Using the material that follows, identify and copy each line with the string "Deserialize".

----

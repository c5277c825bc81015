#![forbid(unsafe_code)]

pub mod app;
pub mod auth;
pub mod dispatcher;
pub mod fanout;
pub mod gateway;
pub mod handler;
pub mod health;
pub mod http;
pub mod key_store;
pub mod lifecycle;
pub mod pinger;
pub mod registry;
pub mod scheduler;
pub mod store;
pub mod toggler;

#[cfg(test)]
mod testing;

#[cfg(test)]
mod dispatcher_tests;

----

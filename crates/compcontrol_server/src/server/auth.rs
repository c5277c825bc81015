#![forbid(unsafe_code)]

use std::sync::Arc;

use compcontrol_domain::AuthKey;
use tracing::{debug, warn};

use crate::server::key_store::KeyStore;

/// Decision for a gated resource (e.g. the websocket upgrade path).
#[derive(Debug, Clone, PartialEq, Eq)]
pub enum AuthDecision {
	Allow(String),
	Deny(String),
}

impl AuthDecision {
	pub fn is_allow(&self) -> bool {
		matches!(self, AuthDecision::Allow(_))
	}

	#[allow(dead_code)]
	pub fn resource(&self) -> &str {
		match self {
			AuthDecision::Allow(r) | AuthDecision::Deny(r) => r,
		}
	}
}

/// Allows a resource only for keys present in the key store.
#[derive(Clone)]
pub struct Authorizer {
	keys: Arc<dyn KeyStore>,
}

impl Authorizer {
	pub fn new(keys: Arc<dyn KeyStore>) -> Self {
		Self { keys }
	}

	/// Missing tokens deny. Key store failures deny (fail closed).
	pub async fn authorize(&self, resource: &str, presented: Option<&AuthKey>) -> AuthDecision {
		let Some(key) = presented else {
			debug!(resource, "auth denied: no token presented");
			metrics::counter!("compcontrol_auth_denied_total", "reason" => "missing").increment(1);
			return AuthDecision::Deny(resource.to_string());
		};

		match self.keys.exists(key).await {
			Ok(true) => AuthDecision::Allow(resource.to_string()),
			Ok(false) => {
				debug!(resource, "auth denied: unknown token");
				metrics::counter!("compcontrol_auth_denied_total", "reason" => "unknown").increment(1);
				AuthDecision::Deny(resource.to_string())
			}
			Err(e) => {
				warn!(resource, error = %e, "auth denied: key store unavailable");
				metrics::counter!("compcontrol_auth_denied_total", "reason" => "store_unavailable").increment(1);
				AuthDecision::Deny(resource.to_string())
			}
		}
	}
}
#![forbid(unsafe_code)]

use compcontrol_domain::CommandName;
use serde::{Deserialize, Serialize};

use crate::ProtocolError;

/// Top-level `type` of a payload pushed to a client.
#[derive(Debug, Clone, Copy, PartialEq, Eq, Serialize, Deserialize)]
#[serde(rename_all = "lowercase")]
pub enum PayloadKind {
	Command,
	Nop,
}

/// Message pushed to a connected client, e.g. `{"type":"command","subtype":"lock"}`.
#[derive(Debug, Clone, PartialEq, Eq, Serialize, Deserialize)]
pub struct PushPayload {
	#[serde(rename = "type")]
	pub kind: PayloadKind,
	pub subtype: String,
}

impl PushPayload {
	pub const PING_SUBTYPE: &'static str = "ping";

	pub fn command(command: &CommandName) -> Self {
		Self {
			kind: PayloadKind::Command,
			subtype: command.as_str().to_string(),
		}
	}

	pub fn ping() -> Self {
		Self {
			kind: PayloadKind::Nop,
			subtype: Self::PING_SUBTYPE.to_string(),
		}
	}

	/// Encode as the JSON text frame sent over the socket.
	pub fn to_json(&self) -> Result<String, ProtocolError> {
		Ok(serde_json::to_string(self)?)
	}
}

----

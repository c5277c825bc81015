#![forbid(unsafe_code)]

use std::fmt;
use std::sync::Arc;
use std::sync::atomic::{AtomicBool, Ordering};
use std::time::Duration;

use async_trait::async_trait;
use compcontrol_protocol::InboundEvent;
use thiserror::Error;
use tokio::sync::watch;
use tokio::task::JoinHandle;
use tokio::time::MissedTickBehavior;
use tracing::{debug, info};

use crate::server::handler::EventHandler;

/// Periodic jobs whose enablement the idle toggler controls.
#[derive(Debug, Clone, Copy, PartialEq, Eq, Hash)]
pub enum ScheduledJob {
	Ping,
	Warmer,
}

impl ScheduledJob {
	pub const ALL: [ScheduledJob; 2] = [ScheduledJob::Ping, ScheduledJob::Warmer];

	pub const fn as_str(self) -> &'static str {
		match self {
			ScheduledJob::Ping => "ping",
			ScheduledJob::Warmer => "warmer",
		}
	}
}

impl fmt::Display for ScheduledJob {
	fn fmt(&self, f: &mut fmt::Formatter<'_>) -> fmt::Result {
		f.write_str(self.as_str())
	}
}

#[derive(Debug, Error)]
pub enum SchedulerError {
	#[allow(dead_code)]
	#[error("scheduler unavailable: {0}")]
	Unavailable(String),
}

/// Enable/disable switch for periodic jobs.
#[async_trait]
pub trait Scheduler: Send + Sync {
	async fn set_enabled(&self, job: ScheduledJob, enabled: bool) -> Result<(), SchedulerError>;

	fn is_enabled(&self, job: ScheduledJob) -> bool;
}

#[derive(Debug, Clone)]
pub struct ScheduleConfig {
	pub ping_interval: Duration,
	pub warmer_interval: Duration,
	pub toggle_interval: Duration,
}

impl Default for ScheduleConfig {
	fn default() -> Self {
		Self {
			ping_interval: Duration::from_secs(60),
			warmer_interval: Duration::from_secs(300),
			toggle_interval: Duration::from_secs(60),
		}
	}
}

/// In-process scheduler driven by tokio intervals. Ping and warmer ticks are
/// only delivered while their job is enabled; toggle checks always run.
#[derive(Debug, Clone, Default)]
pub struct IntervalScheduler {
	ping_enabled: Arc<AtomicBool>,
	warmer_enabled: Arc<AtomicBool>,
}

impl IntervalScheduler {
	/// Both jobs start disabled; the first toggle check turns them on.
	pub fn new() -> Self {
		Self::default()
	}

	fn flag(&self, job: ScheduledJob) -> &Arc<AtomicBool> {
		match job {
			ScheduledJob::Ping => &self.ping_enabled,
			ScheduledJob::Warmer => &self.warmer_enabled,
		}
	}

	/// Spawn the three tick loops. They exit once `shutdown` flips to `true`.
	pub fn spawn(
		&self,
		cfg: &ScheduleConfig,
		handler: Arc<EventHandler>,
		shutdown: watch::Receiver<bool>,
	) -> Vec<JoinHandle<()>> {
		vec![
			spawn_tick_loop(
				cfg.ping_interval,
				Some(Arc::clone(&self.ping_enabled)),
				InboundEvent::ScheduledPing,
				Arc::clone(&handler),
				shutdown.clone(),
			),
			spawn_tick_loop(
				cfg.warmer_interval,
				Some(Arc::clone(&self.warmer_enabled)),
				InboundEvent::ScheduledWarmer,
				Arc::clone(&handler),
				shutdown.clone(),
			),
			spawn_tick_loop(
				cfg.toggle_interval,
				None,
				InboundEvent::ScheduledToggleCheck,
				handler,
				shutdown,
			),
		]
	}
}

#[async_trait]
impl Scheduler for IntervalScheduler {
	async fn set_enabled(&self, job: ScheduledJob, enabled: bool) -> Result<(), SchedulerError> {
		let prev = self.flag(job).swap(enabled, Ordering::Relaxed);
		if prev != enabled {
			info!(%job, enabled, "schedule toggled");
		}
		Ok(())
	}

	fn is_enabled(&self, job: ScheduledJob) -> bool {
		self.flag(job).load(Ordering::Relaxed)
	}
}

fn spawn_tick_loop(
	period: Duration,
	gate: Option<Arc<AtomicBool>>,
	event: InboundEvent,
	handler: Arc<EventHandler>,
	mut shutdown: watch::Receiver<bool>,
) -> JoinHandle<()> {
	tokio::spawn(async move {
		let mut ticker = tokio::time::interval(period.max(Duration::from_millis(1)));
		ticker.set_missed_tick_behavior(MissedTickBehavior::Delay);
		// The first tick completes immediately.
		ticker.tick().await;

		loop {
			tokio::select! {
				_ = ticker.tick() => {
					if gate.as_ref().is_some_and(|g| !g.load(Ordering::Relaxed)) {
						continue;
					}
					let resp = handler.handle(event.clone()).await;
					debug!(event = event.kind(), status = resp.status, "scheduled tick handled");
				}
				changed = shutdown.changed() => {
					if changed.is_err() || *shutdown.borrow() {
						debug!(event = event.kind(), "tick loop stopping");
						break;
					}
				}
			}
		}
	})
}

----

## [SOLUTION FOR THIS EXERCISE]
use serde::{Deserialize, Serialize};
#[derive(Debug, Clone, Copy, PartialEq, Eq, Serialize, Deserialize)]
#[derive(Debug, Clone, PartialEq, Eq, Serialize, Deserialize)]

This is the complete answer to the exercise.